Así las cosas, yo me pregunto ¿cuál tendría que ser la tarea principal de la religión y, por eso, de la Iglesia en este momento?

Está visto que no basta con mantener las prácticas religiosas, las ceremonias sagradas, las normas y costumbres de siempre. Todo eso, hasta ahora, no ha servido para hacer más soportable – y menos aún para mejorar – la vida tan desagradable que la mayoría de la humanidad tiene que aguantar. Y hablo, no sólo de los pobres. De sobra sabemos que las clases medias se van debilitando y hasta los privilegiados de la sociedad se ven enfrentados a problemas y situaciones que, hace tan solo unos años, no se podían imaginar.

Insisto en lo que he dicho. La religión que se limita a perpetuarse no arregla este mundo. ¿Qué hacer, entonces?

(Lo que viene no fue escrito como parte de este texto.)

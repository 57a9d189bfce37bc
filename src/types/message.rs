use std::fmt;

use serde::{Deserialize, Serialize};
use time::OffsetDateTime;

use crate::classify::ErrorKind;
use crate::types::{Citation, ResponseFragment, Role};

/// Identifies a message within one conversation.
#[derive(Debug, Clone, Copy, PartialEq, Eq, PartialOrd, Ord, Hash, Serialize, Deserialize)]
#[serde(transparent)]
pub struct MessageId(pub u64);

impl fmt::Display for MessageId {
    fn fmt(&self, f: &mut fmt::Formatter<'_>) -> fmt::Result {
        write!(f, "{}", self.0)
    }
}

/// A message as shown to the presentation layer.
///
/// User messages are created complete.  Model messages start as a streaming
/// placeholder and are replaced by successive snapshots until one arrives with
/// `is_streaming == false`; that snapshot is final.
#[derive(Debug, Clone, PartialEq, Serialize, Deserialize)]
pub struct Message {
    /// Stable identifier; every snapshot of one message shares it.
    pub id: MessageId,
    /// Who wrote it.
    pub role: Role,
    /// The text accumulated so far.
    pub text: String,
    /// True while fragments may still arrive.
    pub is_streaming: bool,
    /// Citations accumulated so far, in arrival order.
    #[serde(default, skip_serializing_if = "Vec::is_empty")]
    pub citations: Vec<Citation>,
    /// When the message was created.
    #[serde(with = "timestamp")]
    pub timestamp: OffsetDateTime,
    /// Set when `text` is a classified failure message rather than a reply.
    #[serde(default, skip)]
    pub error: Option<ErrorKind>,
}

impl Message {
    /// Create a complete user message.
    pub fn user(id: MessageId, text: impl Into<String>) -> Self {
        Self {
            id,
            role: Role::User,
            text: text.into(),
            is_streaming: false,
            citations: Vec::new(),
            timestamp: OffsetDateTime::now_utc(),
            error: None,
        }
    }

    /// Create an empty model message awaiting its first fragment.
    pub fn model_placeholder(id: MessageId) -> Self {
        Self {
            id,
            role: Role::Model,
            text: String::new(),
            is_streaming: true,
            citations: Vec::new(),
            timestamp: OffsetDateTime::now_utc(),
            error: None,
        }
    }

    /// Append one fragment's text and citations.
    pub fn apply(&mut self, fragment: &ResponseFragment) {
        self.text.push_str(&fragment.text_delta);
        self.citations.extend(fragment.citations.iter().cloned());
    }

    /// True once the message can no longer change.
    pub fn is_final(&self) -> bool {
        !self.is_streaming
    }

    /// True if this message reports a failure.
    pub fn is_error(&self) -> bool {
        self.error.is_some()
    }
}

/// Serde adapter storing timestamps as RFC 3339 strings.
mod timestamp {
    use serde::{Deserialize, Deserializer, Serializer};
    use time::OffsetDateTime;
    use time::format_description::well_known::Rfc3339;

    pub fn serialize<S: Serializer>(at: &OffsetDateTime, serializer: S) -> Result<S::Ok, S::Error> {
        let text = at.format(&Rfc3339).map_err(serde::ser::Error::custom)?;
        serializer.serialize_str(&text)
    }

    pub fn deserialize<'de, D: Deserializer<'de>>(deserializer: D) -> Result<OffsetDateTime, D::Error> {
        let text = String::deserialize(deserializer)?;
        OffsetDateTime::parse(&text, &Rfc3339).map_err(serde::de::Error::custom)
    }
}
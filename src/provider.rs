//! The provider contract and its Gemini implementation.
//!
//! A [`Provider`] turns a credential and a [`SessionConfig`] into a session;
//! a [`ProviderSession`] turns one user message into a lazy stream of
//! [`ResponseFragment`]s.  The session manager depends only on these traits.

use std::pin::Pin;
use std::sync::{Arc, Mutex};

use futures::stream::{self, Stream, StreamExt};

use crate::client::{ChunkStream, Gemini};
use crate::config::{Credential, SessionConfig};
use crate::error::{Error, Result};
use crate::observability::STREAM_FRAGMENTS;
use crate::types::{Content, GenerateContentRequest, ResponseFragment, Role};

/// A lazy, fallible sequence of reply fragments.
pub type FragmentStream = Pin<Box<dyn Stream<Item = Result<ResponseFragment>> + Send>>;

/// Something that can open chat sessions.
pub trait Provider: Send + Sync {
    /// The session type this provider creates.
    type Session: ProviderSession;

    /// Open a session bound to `config`.
    fn create_session(&self, credential: &Credential, config: &SessionConfig)
    -> Result<Self::Session>;
}

/// An open chat session.
#[async_trait::async_trait]
pub trait ProviderSession: Send {
    /// Send `text` and stream the reply.
    ///
    /// Failures before the first fragment are returned directly; later
    /// failures arrive as an `Err` item, after which the stream ends.
    async fn send_stream(&mut self, text: &str) -> Result<FragmentStream>;
}

/////////////////////////////////////////// Gemini ////////////////////////////////////////////

impl Provider for Gemini {
    type Session = GeminiChat;

    fn create_session(&self, credential: &Credential, config: &SessionConfig) -> Result<GeminiChat> {
        config.validate()?;
        Ok(GeminiChat {
            client: self.clone(),
            credential: credential.clone(),
            config: config.clone(),
            history: Arc::new(Mutex::new(Vec::new())),
        })
    }
}

/// A multi-turn Gemini conversation.
///
/// A user/model turn pair joins the history only when its reply stream ends
/// without error.  Failed and abandoned exchanges leave no trace.
#[derive(Debug)]
pub struct GeminiChat {
    client: Gemini,
    credential: Credential,
    config: SessionConfig,
    history: Arc<Mutex<Vec<Content>>>,
}

impl GeminiChat {
    /// The configuration this session is bound to.
    pub fn config(&self) -> &SessionConfig {
        &self.config
    }

    /// The committed turns, oldest first.
    pub fn history(&self) -> Vec<Content> {
        lock_history(&self.history).clone()
    }

    /// Build the request for sending `text` after the committed history.
    pub fn build_request(&self, text: &str) -> GenerateContentRequest {
        let mut contents = self.history();
        contents.push(Content::text(Role::User, text));
        let request = GenerateContentRequest::new(contents)
            .with_system_instruction(&self.config.system_instruction)
            .with_temperature(self.config.temperature);
        if self.config.use_search {
            request.with_google_search()
        } else {
            request
        }
    }
}

#[async_trait::async_trait]
impl ProviderSession for GeminiChat {
    async fn send_stream(&mut self, text: &str) -> Result<FragmentStream> {
        let request = self.build_request(text);
        let chunks = self
            .client
            .stream_generate(&self.credential, &self.config.model, &request)
            .await?;
        let pending = PendingTurn {
            history: Arc::clone(&self.history),
            user: Content::text(Role::User, text),
            reply: String::new(),
        };
        Ok(Box::pin(committing_fragments(chunks, pending)))
    }
}

struct PendingTurn {
    history: Arc<Mutex<Vec<Content>>>,
    user: Content,
    reply: String,
}

impl PendingTurn {
    fn commit(self) {
        let mut history = lock_history(&self.history);
        history.push(self.user);
        history.push(Content::text(Role::Model, self.reply));
    }
}

/// Converts chunks to fragments, committing the turn on a clean end of stream.
fn committing_fragments(
    chunks: ChunkStream,
    pending: PendingTurn,
) -> impl Stream<Item = Result<ResponseFragment>> + Send {
    stream::unfold(
        (chunks, Some(pending)),
        |(mut chunks, mut pending)| async move {
            loop {
                // Once an error is yielded `pending` is gone and the stream ends.
                let turn = pending.as_mut()?;
                match chunks.next().await {
                    Some(Ok(chunk)) => {
                        let fragment = chunk.to_fragment();
                        if fragment.is_empty() {
                            continue;
                        }
                        STREAM_FRAGMENTS.click();
                        turn.reply.push_str(&fragment.text_delta);
                        return Some((Ok(fragment), (chunks, pending)));
                    }
                    Some(Err(err)) => {
                        return Some((Err(err), (chunks, None)));
                    }
                    None => {
                        if let Some(turn) = pending.take() {
                            turn.commit();
                        }
                        return None;
                    }
                }
            }
        },
    )
}

fn lock_history(history: &Mutex<Vec<Content>>) -> std::sync::MutexGuard<'_, Vec<Content>> {
    history
        .lock()
        .unwrap_or_else(|poisoned| poisoned.into_inner())
}

/// Wrap an error so that it surfaces as a provider rejection at creation time.
pub(crate) fn creation_rejected(err: Error) -> Error {
    match err {
        Error::Configuration { .. } => err,
        other => Error::configuration(
            format!("provider rejected session configuration: {}", other.message()),
            match &other {
                Error::Validation { param, .. } => param.clone(),
                _ => None,
            },
        ),
    }
}
//! Integration tests against the live Gemini API.
//! These tests require an API key in the environment to run.

#[cfg(test)]
mod tests {
    use futures::StreamExt;

    use gemchat::{
        CredentialSource, EnvCredentials, Gemini, Provider, ProviderSession, SessionConfig,
    };

    fn credential() -> Option<gemchat::Credential> {
        if std::env::var("GEMINI_API_KEY").is_err() {
            eprintln!("Skipping test: GEMINI_API_KEY not set");
            return None;
        }
        EnvCredentials::with_variables(["GEMINI_API_KEY"]).resolve().ok()
    }

    #[tokio::test]
    async fn test_simple_streamed_reply() {
        let Some(credential) = credential() else {
            return;
        };

        let client = Gemini::new().expect("Failed to create client");
        let config = SessionConfig::new().with_search(false).with_temperature(0.0);
        let mut session = client
            .create_session(&credential, &config)
            .expect("Failed to create session");

        let mut fragments = session
            .send_stream("Say 'test passed'")
            .await
            .expect("Request should succeed with valid API key");
        let mut text = String::new();
        while let Some(fragment) = fragments.next().await {
            text.push_str(&fragment.expect("fragment").text_delta);
        }
        assert!(!text.is_empty(), "Should receive some text");
        assert_eq!(session.history().len(), 2);
    }

    #[tokio::test]
    async fn test_grounded_reply() {
        let Some(credential) = credential() else {
            return;
        };

        let client = Gemini::new().expect("Failed to create client");
        let mut session = client
            .create_session(&credential, &SessionConfig::new())
            .expect("Failed to create session");

        let mut fragments = session
            .send_stream("What is the latest stable Rust release?")
            .await
            .expect("Request should succeed with valid API key");
        let mut received = 0;
        while let Some(fragment) = fragments.next().await {
            fragment.expect("fragment");
            received += 1;
        }
        assert!(received > 0, "Should receive at least one fragment");
    }
}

Desde hace unos años, le vengo dando vueltas al proyecto en torno al “humanismo”, la “humanización” o simplemente la “humanidad”. Sobre estos temas, he publicado varios libros. Que me parece que son provechosos para no pocas personas. El cristianismo enseña que, para salvar al mundo, Dios “se humanizó”. Eso, y no otra cosa, es lo que los cristianos llamamos el Misterio de la Encarnación. Pero ¿basta con eso?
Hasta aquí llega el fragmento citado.